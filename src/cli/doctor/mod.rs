use crate::config::{Config, get_config_path, load_config};
use crate::loader::{normalize_primary, read_resource};
use crate::message::parse_message_document;
use crate::sources::{BackendClient, QuoteApis};
use crate::storage::CacheIndex;
use crate::utils::http::http_client;
use anyhow::Result;
use std::path::Path;
use std::time::Duration;
use tracing::debug;

#[derive(Debug)]
enum CheckResult {
    Pass(String),
    Fail(String),
    Skip(String),
}

impl CheckResult {
    fn label(&self) -> &'static str {
        match self {
            Self::Pass(_) => "PASS",
            Self::Fail(_) => "FAIL",
            Self::Skip(_) => "SKIP",
        }
    }

    fn detail(&self) -> &str {
        match self {
            Self::Pass(s) | Self::Fail(s) | Self::Skip(s) => s,
        }
    }

    fn is_fail(&self) -> bool {
        matches!(self, Self::Fail(_))
    }
}

fn print_check(name: &str, result: &CheckResult) {
    println!("  {:<6} {:<24} {}", result.label(), name, result.detail());
}

fn check_config_file(config_path: Option<&Path>) -> CheckResult {
    let path = match config_path {
        Some(p) => p.to_path_buf(),
        None => match get_config_path() {
            Ok(p) => p,
            Err(e) => return CheckResult::Fail(format!("cannot determine path: {}", e)),
        },
    };
    if path.exists() {
        CheckResult::Pass(path.display().to_string())
    } else {
        CheckResult::Skip(format!("{} not found, using defaults", path.display()))
    }
}

fn check_config_validates(loaded: &Result<Config>) -> CheckResult {
    match loaded {
        Ok(_) => CheckResult::Pass("all checks passed".to_string()),
        Err(e) => CheckResult::Fail(format!("{:#}", e)),
    }
}

fn check_storage_dir(config: &Config) -> CheckResult {
    let dir = match config.storage_dir() {
        Ok(d) => d,
        Err(e) => return CheckResult::Fail(e.to_string()),
    };
    if let Err(e) = std::fs::create_dir_all(&dir) {
        return CheckResult::Fail(format!("{} ({})", dir.display(), e));
    }
    let probe = dir.join(".doctor_probe");
    match std::fs::write(&probe, "probe") {
        Ok(()) => {
            let _ = std::fs::remove_file(&probe);
            CheckResult::Pass(format!("{} (writable)", dir.display()))
        }
        Err(e) => CheckResult::Fail(format!("{} (not writable: {})", dir.display(), e)),
    }
}

fn check_cache_index(config: &Config) -> CheckResult {
    let Ok(dir) = config.storage_dir() else {
        return CheckResult::Skip("no storage directory".to_string());
    };
    match CacheIndex::open(dir.join("cache.db")) {
        Ok(_) => CheckResult::Pass("cache.db opens".to_string()),
        Err(e) => CheckResult::Fail(format!("{:#}", e)),
    }
}

async fn check_messages(config: &Config) -> CheckResult {
    let client = http_client(Duration::from_secs(10));
    let location = &config.sources.messages_path;
    let bytes = match read_resource(&client, location).await {
        Ok(b) => b,
        Err(e) => return CheckResult::Fail(format!("{:#} (defaults will be used)", e)),
    };
    match parse_message_document(&bytes) {
        Ok(raws) => {
            let usable = normalize_primary(&raws).len();
            if usable == 0 {
                CheckResult::Fail(format!("{}: no usable messages", location))
            } else {
                CheckResult::Pass(format!("{}: {} messages", location, usable))
            }
        }
        Err(e) => CheckResult::Fail(format!("{}: {}", location, e)),
    }
}

async fn check_backend(config: &Config) -> CheckResult {
    let backend = &config.sources.backend;
    if !backend.enabled {
        return CheckResult::Skip("disabled".to_string());
    }
    let client = BackendClient::new(backend);
    if client.health().await {
        CheckResult::Pass(format!("{} healthy", client.base_url()))
    } else {
        CheckResult::Fail(format!("{} unreachable or unhealthy", client.base_url()))
    }
}

async fn check_quote_apis(config: &Config) -> CheckResult {
    let apis = &config.sources.quote_apis;
    if !apis.enabled {
        return CheckResult::Skip("disabled".to_string());
    }
    let quotes = QuoteApis::new(apis).collect().await;
    if quotes.is_empty() {
        CheckResult::Fail("no quotes returned".to_string())
    } else {
        CheckResult::Pass(format!("{} quotes", quotes.len()))
    }
}

pub async fn doctor_command(config_path: Option<&Path>) -> Result<()> {
    println!("daily-start doctor\n");
    println!("{}", "=".repeat(60));

    let mut pass_count = 0u32;
    let mut fail_count = 0u32;
    let mut skip_count = 0u32;

    let mut record = |name: &str, result: &CheckResult| {
        print_check(name, result);
        match result {
            CheckResult::Pass(_) => pass_count += 1,
            CheckResult::Fail(_) => fail_count += 1,
            CheckResult::Skip(_) => skip_count += 1,
        }
    };

    println!("\n  Config");
    println!("  {}", "-".repeat(56));
    record("Config file", &check_config_file(config_path));
    let loaded = load_config(config_path);
    let config_result = check_config_validates(&loaded);
    record("Config validates", &config_result);
    let config = loaded.unwrap_or_default();

    println!("\n  Storage");
    println!("  {}", "-".repeat(56));
    record("Storage directory", &check_storage_dir(&config));
    record("Cache index", &check_cache_index(&config));

    println!("\n  Sources");
    println!("  {}", "-".repeat(56));
    debug!("checking message sources...");
    record("Bundled messages", &check_messages(&config).await);
    record("Backend", &check_backend(&config).await);
    record("Quote APIs", &check_quote_apis(&config).await);

    println!("\n{}", "=".repeat(60));
    println!(
        "  {} passed, {} failed, {} skipped",
        pass_count, fail_count, skip_count
    );
    if fail_count > 0 {
        println!("\n  Some checks failed. Review the output above.");
    } else {
        println!("\n  All checks passed!");
    }

    if config_result.is_fail() {
        anyhow::bail!("config is invalid");
    }
    Ok(())
}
----
Repeat the data verbatim.

filename src/cli/doctor/mod.rs
use crate::config::{Config, get_config_path, load_config};
use crate::loader::{normalize_primary, read_resource};
use crate::message::parse_message_document;
use crate::sources::{BackendClient, QuoteApis};
use crate::storage::CacheIndex;
use crate::utils::http::http_client;
use anyhow::Result;
use std::path::Path;
use std::time::Duration;
use tracing::debug;

#[derive(Debug)]
enum CheckResult {
    Pass(String),
    Fail(String),
    Skip(String),
}

impl CheckResult {
    fn label(&self) -> &'static str {
        match self {
            Self::Pass(_) => "PASS",
            Self::Fail(_) => "FAIL",
            Self::Skip(_) => "SKIP",
        }
    }

    fn detail(&self) -> &str {
        match self {
            Self::Pass(s) | Self::Fail(s) | Self::Skip(s) => s,
        }
    }

    fn is_fail(&self) -> bool {
        matches!(self, Self::Fail(_))
    }
}

fn print_check(name: &str, result: &CheckResult) {
    println!("  {:<6} {:<24} {}", result.label(), name, result.detail());
}

fn check_config_file(config_path: Option<&Path>) -> CheckResult {
    let path = match config_path {
        Some(p) => p.to_path_buf(),
        None => match get_config_path() {
            Ok(p) => p,
            Err(e) => return CheckResult::Fail(format!("cannot determine path: {}", e)),
        },
    };
    if path.exists() {
        CheckResult::Pass(path.display().to_string())
    } else {
        CheckResult::Skip(format!("{} not found, using defaults", path.display()))
    }
}

fn check_config_validates(loaded: &Result<Config>) -> CheckResult {
    match loaded {
        Ok(_) => CheckResult::Pass("all checks passed".to_string()),
        Err(e) => CheckResult::Fail(format!("{:#}", e)),
    }
}

fn check_storage_dir(config: &Config) -> CheckResult {
    let dir = match config.storage_dir() {
        Ok(d) => d,
        Err(e) => return CheckResult::Fail(e.to_string()),
    };
    if let Err(e) = std::fs::create_dir_all(&dir) {
        return CheckResult::Fail(format!("{} ({})", dir.display(), e));
    }
    let probe = dir.join(".doctor_probe");
    match std::fs::write(&probe, "probe") {
        Ok(()) => {
            let _ = std::fs::remove_file(&probe);
            CheckResult::Pass(format!("{} (writable)", dir.display()))
        }
        Err(e) => CheckResult::Fail(format!("{} (not writable: {})", dir.display(), e)),
    }
}

fn check_cache_index(config: &Config) -> CheckResult {
    let Ok(dir) = config.storage_dir() else {
        return CheckResult::Skip("no storage directory".to_string());
    };
    match CacheIndex::open(dir.join("cache.db")) {
        Ok(_) => CheckResult::Pass("cache.db opens".to_string()),
        Err(e) => CheckResult::Fail(format!("{:#}", e)),
    }
}

async fn check_messages(config: &Config) -> CheckResult {
    let client = http_client(Duration::from_secs(10));
    let location = &config.sources.messages_path;
    let bytes = match read_resource(&client, location).await {
        Ok(b) => b,
        Err(e) => return CheckResult::Fail(format!("{:#} (defaults will be used)", e)),
    };
    match parse_message_document(&bytes) {
        Ok(raws) => {
            let usable = normalize_primary(&raws).len();
            if usable == 0 {
                CheckResult::Fail(format!("{}: no usable messages", location))
            } else {
                CheckResult::Pass(format!("{}: {} messages", location, usable))
            }
        }
        Err(e) => CheckResult::Fail(format!("{}: {}", location, e)),
    }
}

async fn check_backend(config: &Config) -> CheckResult {
    let backend = &config.sources.backend;
    if !backend.enabled {
        return CheckResult::Skip("disabled".to_string());
    }
    let client = BackendClient::new(backend);
    if client.health().await {
        CheckResult::Pass(format!("{} healthy", client.base_url()))
    } else {
        CheckResult::Fail(format!("{} unreachable or unhealthy", client.base_url()))
    }
}

async fn check_quote_apis(config: &Config) -> CheckResult {
    let apis = &config.sources.quote_apis;
    if !apis.enabled {
        return CheckResult::Skip("disabled".to_string());
    }
    let quotes = QuoteApis::new(apis).collect().await;
    if quotes.is_empty() {
        CheckResult::Fail("no quotes returned".to_string())
    } else {
        CheckResult::Pass(format!("{} quotes", quotes.len()))
    }
}

pub async fn doctor_command(config_path: Option<&Path>) -> Result<()> {
    println!("daily-start doctor\n");
    println!("{}", "=".repeat(60));

    let mut pass_count = 0u32;
    let mut fail_count = 0u32;
    let mut skip_count = 0u32;

    let mut record = |name: &str, result: &CheckResult| {
        print_check(name, result);
        match result {
            CheckResult::Pass(_) => pass_count += 1,
            CheckResult::Fail(_) => fail_count += 1,
            CheckResult::Skip(_) => skip_count += 1,
        }
    };

    println!("\n  Config");
    println!("  {}", "-".repeat(56));
    record("Config file", &check_config_file(config_path));
    let loaded = load_config(config_path);
    let config_result = check_config_validates(&loaded);
    record("Config validates", &config_result);
    let config = loaded.unwrap_or_default();

    println!("\n  Storage");
    println!("  {}", "-".repeat(56));
    record("Storage directory", &check_storage_dir(&config));
    record("Cache index", &check_cache_index(&config));

    println!("\n  Sources");
    println!("  {}", "-".repeat(56));
    debug!("checking message sources...");
    record("Bundled messages", &check_messages(&config).await);
    record("Backend", &check_backend(&config).await);
    record("Quote APIs", &check_quote_apis(&config).await);

    println!("\n{}", "=".repeat(60));
    println!(
        "  {} passed, {} failed, {} skipped",
        pass_count, fail_count, skip_count
    );
    if fail_count > 0 {
        println!("\n  Some checks failed. Review the output above.");
    } else {
        println!("\n  All checks passed!");
    }

    if config_result.is_fail() {
        anyhow::bail!("config is invalid");
    }
    Ok(())
}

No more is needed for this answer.